> _What this task involves_: Search the data for the string "static", and report each line where it is found.
—————
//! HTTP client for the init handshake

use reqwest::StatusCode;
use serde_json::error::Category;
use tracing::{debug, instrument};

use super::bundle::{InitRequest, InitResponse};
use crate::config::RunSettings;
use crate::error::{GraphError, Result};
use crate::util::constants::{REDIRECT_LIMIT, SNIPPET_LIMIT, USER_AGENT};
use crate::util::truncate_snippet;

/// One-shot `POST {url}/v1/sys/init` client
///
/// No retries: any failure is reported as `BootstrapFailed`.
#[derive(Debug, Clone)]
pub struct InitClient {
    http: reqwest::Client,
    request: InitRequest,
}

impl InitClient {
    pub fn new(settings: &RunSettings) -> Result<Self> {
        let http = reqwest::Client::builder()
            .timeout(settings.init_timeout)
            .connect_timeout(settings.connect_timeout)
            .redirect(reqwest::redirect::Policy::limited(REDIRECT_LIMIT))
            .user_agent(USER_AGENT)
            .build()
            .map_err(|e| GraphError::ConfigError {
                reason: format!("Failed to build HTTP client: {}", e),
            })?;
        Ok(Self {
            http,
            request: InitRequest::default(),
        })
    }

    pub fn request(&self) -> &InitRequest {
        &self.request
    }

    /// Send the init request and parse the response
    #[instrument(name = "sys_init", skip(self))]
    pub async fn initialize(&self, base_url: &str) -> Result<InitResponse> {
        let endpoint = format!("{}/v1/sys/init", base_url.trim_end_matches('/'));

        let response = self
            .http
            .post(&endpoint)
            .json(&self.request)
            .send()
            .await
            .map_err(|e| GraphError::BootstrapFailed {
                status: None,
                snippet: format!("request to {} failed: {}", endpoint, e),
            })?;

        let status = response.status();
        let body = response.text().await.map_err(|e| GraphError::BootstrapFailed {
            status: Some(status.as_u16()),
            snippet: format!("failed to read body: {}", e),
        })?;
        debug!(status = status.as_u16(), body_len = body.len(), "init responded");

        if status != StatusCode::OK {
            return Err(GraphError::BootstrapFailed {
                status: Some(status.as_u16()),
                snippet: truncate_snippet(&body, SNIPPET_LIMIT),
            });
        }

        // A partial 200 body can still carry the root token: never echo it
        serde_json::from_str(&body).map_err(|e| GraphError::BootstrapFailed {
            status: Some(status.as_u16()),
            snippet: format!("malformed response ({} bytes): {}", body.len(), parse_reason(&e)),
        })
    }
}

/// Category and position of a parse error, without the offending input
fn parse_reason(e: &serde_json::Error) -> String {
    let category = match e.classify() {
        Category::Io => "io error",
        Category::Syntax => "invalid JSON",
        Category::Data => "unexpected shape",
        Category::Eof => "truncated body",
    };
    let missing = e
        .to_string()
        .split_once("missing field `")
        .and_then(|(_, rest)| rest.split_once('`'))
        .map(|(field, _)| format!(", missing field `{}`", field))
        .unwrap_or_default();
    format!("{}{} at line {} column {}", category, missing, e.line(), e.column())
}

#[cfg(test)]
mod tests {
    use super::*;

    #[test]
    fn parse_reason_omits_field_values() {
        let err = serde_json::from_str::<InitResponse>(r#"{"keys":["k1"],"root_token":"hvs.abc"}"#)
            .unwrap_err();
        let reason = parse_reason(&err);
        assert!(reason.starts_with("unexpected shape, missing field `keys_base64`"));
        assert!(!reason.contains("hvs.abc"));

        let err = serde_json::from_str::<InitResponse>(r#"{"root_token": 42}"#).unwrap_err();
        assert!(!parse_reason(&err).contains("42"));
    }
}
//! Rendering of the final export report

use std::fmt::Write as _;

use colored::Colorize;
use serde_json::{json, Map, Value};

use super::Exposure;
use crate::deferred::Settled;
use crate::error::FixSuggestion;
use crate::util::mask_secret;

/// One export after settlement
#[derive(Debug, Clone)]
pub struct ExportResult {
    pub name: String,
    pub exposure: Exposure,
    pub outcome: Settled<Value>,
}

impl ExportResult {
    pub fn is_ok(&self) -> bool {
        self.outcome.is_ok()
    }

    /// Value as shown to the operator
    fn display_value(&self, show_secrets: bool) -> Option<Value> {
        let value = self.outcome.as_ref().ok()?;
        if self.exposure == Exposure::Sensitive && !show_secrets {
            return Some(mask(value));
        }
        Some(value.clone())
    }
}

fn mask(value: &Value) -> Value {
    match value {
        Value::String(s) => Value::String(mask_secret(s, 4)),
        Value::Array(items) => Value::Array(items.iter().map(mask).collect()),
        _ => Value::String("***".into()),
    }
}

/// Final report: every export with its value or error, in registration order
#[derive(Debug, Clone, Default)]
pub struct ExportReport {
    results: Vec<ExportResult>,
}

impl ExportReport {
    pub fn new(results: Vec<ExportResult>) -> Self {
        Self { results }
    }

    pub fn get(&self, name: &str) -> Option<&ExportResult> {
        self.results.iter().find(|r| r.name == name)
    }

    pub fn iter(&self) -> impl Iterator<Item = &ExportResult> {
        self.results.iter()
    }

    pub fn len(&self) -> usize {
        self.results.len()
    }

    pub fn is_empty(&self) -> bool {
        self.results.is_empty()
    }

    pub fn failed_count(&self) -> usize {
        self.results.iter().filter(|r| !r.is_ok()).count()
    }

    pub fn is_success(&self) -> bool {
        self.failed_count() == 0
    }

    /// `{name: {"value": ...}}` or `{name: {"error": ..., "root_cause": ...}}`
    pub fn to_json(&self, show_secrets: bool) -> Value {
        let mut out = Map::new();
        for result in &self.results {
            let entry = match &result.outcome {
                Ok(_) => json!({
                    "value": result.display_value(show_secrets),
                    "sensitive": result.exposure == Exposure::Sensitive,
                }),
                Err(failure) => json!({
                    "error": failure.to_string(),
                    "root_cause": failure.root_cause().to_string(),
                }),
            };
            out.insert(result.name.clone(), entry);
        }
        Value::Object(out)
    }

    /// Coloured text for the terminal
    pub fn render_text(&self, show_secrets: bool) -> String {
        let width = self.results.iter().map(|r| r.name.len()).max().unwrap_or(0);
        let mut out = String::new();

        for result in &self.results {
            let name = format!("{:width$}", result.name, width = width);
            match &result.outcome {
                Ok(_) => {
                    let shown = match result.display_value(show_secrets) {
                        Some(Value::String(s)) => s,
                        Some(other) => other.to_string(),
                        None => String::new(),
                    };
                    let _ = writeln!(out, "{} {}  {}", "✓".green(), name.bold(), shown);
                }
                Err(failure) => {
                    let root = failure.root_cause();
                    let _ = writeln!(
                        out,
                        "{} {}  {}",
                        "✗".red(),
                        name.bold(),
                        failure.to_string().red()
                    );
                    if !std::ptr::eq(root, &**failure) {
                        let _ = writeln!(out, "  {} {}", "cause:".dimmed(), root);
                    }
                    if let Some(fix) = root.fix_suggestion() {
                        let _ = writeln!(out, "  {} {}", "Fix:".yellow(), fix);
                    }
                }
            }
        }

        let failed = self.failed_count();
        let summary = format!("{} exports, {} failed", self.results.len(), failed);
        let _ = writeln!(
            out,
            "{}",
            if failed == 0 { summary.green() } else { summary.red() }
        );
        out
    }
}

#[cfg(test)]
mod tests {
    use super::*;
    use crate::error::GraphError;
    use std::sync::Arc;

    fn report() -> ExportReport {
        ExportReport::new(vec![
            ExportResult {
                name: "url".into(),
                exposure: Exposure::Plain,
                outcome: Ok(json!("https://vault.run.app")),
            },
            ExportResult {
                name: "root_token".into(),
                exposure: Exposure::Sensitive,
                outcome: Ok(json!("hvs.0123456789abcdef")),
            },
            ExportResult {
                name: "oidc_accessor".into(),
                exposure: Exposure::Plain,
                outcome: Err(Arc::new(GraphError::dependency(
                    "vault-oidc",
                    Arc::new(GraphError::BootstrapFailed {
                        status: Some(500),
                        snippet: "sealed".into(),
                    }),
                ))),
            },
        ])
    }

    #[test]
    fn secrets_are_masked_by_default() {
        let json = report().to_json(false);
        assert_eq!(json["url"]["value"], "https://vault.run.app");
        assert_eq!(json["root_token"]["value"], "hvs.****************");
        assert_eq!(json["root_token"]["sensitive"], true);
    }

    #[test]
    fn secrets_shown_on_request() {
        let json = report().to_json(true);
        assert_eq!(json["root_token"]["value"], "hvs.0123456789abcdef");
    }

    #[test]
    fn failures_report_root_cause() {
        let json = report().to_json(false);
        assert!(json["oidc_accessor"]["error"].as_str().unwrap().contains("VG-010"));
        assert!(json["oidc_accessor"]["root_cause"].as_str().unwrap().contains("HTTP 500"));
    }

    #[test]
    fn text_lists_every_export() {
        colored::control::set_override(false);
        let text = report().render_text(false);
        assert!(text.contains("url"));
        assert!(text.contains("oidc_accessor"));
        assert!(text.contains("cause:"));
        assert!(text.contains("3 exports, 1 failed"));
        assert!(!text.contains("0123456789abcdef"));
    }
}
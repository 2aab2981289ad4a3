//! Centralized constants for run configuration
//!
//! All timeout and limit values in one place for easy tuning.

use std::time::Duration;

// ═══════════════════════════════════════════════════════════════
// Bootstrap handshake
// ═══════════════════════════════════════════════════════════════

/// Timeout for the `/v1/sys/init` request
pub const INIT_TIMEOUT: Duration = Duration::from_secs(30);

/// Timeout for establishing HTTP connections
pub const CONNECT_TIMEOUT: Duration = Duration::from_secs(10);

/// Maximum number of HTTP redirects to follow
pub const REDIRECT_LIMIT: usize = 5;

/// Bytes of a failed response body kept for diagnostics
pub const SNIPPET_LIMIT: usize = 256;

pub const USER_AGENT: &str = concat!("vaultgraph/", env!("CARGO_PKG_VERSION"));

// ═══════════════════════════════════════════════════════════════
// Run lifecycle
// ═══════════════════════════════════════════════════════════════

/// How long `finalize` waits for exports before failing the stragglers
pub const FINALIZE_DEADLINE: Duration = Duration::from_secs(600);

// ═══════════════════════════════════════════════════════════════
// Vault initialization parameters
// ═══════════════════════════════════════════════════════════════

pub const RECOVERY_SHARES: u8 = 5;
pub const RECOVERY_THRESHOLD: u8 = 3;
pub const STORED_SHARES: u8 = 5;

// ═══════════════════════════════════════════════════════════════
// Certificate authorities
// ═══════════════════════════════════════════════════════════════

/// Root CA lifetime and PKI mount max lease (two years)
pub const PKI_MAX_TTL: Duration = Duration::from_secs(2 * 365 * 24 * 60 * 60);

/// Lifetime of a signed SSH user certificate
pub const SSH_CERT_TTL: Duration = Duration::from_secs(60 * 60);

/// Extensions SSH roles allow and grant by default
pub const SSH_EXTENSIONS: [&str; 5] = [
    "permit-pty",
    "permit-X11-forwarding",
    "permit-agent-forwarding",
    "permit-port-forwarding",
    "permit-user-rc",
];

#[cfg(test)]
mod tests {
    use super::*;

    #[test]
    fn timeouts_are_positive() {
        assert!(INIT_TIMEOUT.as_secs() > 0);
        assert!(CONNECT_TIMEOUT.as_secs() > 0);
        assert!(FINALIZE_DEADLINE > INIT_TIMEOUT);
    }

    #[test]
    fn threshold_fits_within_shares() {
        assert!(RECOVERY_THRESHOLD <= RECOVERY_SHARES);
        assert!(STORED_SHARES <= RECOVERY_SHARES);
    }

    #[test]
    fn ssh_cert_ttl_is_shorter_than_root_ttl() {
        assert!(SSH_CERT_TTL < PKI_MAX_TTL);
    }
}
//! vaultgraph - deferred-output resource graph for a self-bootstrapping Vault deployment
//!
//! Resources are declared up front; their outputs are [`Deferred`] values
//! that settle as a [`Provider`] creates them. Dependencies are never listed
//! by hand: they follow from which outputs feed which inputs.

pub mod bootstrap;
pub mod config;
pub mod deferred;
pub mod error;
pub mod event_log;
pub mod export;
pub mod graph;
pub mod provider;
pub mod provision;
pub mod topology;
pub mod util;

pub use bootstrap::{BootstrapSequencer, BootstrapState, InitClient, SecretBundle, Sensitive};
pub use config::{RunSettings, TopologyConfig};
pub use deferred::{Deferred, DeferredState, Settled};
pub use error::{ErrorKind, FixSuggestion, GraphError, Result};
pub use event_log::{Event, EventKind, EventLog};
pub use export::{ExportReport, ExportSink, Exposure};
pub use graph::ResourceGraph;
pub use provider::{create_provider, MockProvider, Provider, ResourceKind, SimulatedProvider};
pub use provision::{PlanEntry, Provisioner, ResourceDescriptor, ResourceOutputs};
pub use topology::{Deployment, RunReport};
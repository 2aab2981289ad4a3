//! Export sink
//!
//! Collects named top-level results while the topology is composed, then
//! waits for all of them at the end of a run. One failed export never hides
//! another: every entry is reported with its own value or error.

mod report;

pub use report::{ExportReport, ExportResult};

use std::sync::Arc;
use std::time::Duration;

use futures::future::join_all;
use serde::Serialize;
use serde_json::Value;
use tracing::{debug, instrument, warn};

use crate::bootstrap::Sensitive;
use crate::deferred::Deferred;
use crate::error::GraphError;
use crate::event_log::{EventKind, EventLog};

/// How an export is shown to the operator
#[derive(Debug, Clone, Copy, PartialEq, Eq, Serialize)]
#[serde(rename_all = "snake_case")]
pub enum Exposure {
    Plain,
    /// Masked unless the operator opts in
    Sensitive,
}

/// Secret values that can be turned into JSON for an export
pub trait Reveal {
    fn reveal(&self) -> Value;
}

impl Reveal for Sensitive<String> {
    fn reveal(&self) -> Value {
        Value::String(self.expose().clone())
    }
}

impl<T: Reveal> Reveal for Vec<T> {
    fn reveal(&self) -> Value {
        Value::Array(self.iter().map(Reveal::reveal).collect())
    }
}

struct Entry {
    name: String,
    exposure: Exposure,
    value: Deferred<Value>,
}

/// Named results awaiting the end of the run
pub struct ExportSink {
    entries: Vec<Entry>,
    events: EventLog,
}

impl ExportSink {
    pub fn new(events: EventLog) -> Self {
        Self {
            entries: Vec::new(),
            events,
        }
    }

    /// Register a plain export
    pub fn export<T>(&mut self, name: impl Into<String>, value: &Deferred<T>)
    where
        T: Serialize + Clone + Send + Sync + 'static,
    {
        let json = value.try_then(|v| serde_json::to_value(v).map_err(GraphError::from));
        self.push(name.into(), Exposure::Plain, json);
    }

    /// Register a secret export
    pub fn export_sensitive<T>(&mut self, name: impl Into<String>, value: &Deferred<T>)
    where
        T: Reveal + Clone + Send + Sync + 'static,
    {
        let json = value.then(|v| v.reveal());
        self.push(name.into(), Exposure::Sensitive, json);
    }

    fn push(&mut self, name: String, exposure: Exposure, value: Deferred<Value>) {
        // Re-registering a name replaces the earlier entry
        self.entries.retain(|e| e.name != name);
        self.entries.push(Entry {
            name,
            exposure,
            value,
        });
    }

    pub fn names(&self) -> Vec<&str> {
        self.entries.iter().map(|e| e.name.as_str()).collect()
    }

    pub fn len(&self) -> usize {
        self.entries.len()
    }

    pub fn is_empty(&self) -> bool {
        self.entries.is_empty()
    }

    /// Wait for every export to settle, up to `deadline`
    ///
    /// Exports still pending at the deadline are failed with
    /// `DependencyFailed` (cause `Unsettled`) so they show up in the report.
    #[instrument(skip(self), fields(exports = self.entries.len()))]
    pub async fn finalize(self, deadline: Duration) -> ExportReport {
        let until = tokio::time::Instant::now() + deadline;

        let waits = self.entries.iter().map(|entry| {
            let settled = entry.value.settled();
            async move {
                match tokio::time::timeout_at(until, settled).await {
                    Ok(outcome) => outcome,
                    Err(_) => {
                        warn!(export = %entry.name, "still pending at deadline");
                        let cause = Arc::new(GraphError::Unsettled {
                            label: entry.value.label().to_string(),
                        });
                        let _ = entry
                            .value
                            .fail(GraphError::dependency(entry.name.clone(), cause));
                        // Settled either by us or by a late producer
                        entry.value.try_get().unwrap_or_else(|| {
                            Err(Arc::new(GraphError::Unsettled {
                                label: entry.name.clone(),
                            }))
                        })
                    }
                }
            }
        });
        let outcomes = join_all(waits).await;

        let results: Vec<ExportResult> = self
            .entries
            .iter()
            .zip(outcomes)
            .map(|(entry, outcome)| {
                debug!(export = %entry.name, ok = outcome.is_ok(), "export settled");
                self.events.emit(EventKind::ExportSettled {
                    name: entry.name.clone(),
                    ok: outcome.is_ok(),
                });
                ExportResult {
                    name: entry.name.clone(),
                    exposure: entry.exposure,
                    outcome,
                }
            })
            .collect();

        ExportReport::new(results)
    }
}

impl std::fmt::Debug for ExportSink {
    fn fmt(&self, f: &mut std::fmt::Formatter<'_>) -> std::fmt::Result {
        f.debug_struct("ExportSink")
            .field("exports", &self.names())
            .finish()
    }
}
—————
> _Final answer_:
        T: Serialize + Clone + Send + Sync + 'static,
        T: Reveal + Clone + Send + Sync + 'static,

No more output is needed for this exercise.